ROSE WINDOW
Stained Glass Window
La Seu cathedral of Palma, Majorca
13th century






Painting with Light


          To many, just the view of the Cathedral of Palma in Mahorca, which over looks the Bay of Palma, is breathtaking and beautiful. But once inside the Gothic masterpiece ones eyes will be on the largest stained glass rose window in all of Europe. Light pours in through the rose window, one of the world's largest, 12m across and studded with 1,236 pieces of stained glass.1 In the morning hours the sun is shining through the window producing a colorful scenery painted with light.
          Stained Glass is the only art form that relies entirely on natural daylight for its effect rather than reflected light. The artist must control a powerful energy witch will be transmitted through his medium of expression. He has to paint with light itself.2 Stained glass posses a range of brightness values far exceeding that possible in any opaque form of painting.3

          When a window is fixed in its permanent frame in a building, it becomes subjected to radical alterations of intensity from influences outside the artist control. The color of the glass, when the window is installed, may be bleached and the effectiveness of its paint work diminished by strong sunlight. Sometimes the sun may shine only on part of the windows surface with disruptive consequences. The light may advance some colors and make others recede. It may cause two juxtaposed colors to combine in an unintentional hue.4
          Serious disruption may occur, too, from trees or buildings in the area, causing the window to be lighter or darker in certain areas. Weather is also another factor. Blue skies or dark clouds may alter the whole color scheme of a window. These factors and disruptions occur in all stained glass windows, some more than others do. The colors of stained glass windows change continually according to the variations of transmitted light. In the example of the fourteenth century west window of Altenberg Church in German, the top image is illuminated by direct sunlight. And the bottom image shows how the glass deepens in tone when the sun is behind a cloud.5
          Though stained glass is a is essentially a two dimensional art form, an art of the picture plane, we always see through it to a greater or lesser degree even when we think that we are simply looking at it. We see not merely the light that comes through it but light modulating elements as well.
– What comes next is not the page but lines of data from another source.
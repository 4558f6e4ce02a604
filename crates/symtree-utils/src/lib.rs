//! # symtree Utilities
//!
//! Shared utilities and logging for symtree.
//!
//! This crate provides common functionality used across the symtree workspace,
//! chiefly the `tracing` subscriber setup shared by the command-line tools.

pub mod logging;

// Re-export commonly used logging functions for convenience
pub use logging::{
    LogFile,
    LogFormat,
    LogLevel,
    LoggingConfig,
    LoggingError,
    LoggingGuard,
    init_logging,
    init_logging_with,
    init_logging_with_level,
};
pub use tracing::{debug, error, info, trace, warn};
Often the effect of a stained glass window is so much a product of what is in our line of vision beyond the glass that if we shift our position a mere foot this way or that the whole effect of the window will be different.6

          In all stained glass, along with the Rose window from the Cathedral of Palma, light is an important factor in order to see the piece in all of its true beauty. Many factors are considered when designing, making and installing a window, but most important being that the artist considers that he is painting with light.



NOTES

1. balearnet.com, paragraph 4.
2. Lee, Seddon and Stephens 1976, p.18.
3. Sowers 1965, p. 28.
4. Lee, Seddon and Stephens 1976, p.18.
5. Ibid.
6. Siwers 1965, p.11.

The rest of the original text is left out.